He is also a first-hand reporter of his experience in being part of the most successful team in the game's history and it is his reading of the present touring gladiators, their personalities and their quirks, that makes this a fascinating account. The fast bowlers always make a lot of noise, either personally or electronically. The batsmen are quieter, more introspective.
Before Steve Waugh the famous baggy green Australian cap was almost commonplace in that a new cap was awarded for every series. Since Waugh, each player gets just one cap to last his career and that is awarded in a private ceremony by a former player (Simon Katich received his from Richie Benaud before the start of play at Headingley).

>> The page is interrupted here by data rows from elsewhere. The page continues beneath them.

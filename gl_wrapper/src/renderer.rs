use std::ffi::c_void;

use crate::geometry::Geometry;
use crate::program::Program;

pub struct GlRenderer {
    current_program: u32,
}

impl GlRenderer {
    pub fn new() -> Self {
        Self { current_program: 0 }
    }

    pub fn use_program(&mut self, program: &Program) {
        let p_id = program.get_id();
        if self.current_program != p_id {
            unsafe { gl::UseProgram(p_id) }
            self.current_program = p_id;
        }
    }

    pub fn draw(&mut self, geometry: &Geometry, program: &Program) {
        self.use_program(program);

        unsafe {
            gl::BindVertexArray(geometry.vao());
            match geometry.indices() {
                Some(count) => gl::DrawElements(
                    gl::TRIANGLES,
                    count as i32,
                    gl::UNSIGNED_INT,
                    std::ptr::null::<c_void>(),
                ),
                None => gl::DrawArrays(gl::TRIANGLES, 0, geometry.vertices() as i32),
            }
        }
    }

    /// Unbinds the vertex array and program.
    pub fn unbind(&mut self) {
        unsafe {
            gl::BindVertexArray(0);
            gl::UseProgram(0);
        }
        self.current_program = 0;
    }

    pub fn resize(&self, width: u32, height: u32) {
        unsafe {
            gl::Viewport(0, 0, width as i32, height as i32);
        }
    }

    pub fn clear_color(&self, r: f32, g: f32, b: f32) {
        unsafe {
            gl::ClearColor(r, g, b, 1.0);
            gl::Clear(gl::COLOR_BUFFER_BIT);
        }
    }
}

impl Default for GlRenderer {
    fn default() -> Self {
        Self::new()
    }
}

Lehmann deals with the scandals of his time, his own pain at losing dearest friend David Hookes, his shame at being reported for racist remarks during a match against Sri Lanka, the Warne drugs incident, World Cup fire with Pakistan and the novelty, if that's the word, of playing for Yorkshire and his part in their successes in 2001-02. There is the unintentional humour of recounting how he heard about the significance of the Roses match from Gavin Hamilton.
But above all this is the life and times of a turn-of-the-century Aussie cricketer, one of a renowned band treated like royalty - no queuing, free drinks all night - at home. Russell Crowe? "Just like us guys, loves his cricket, loves a beer, loves a joke."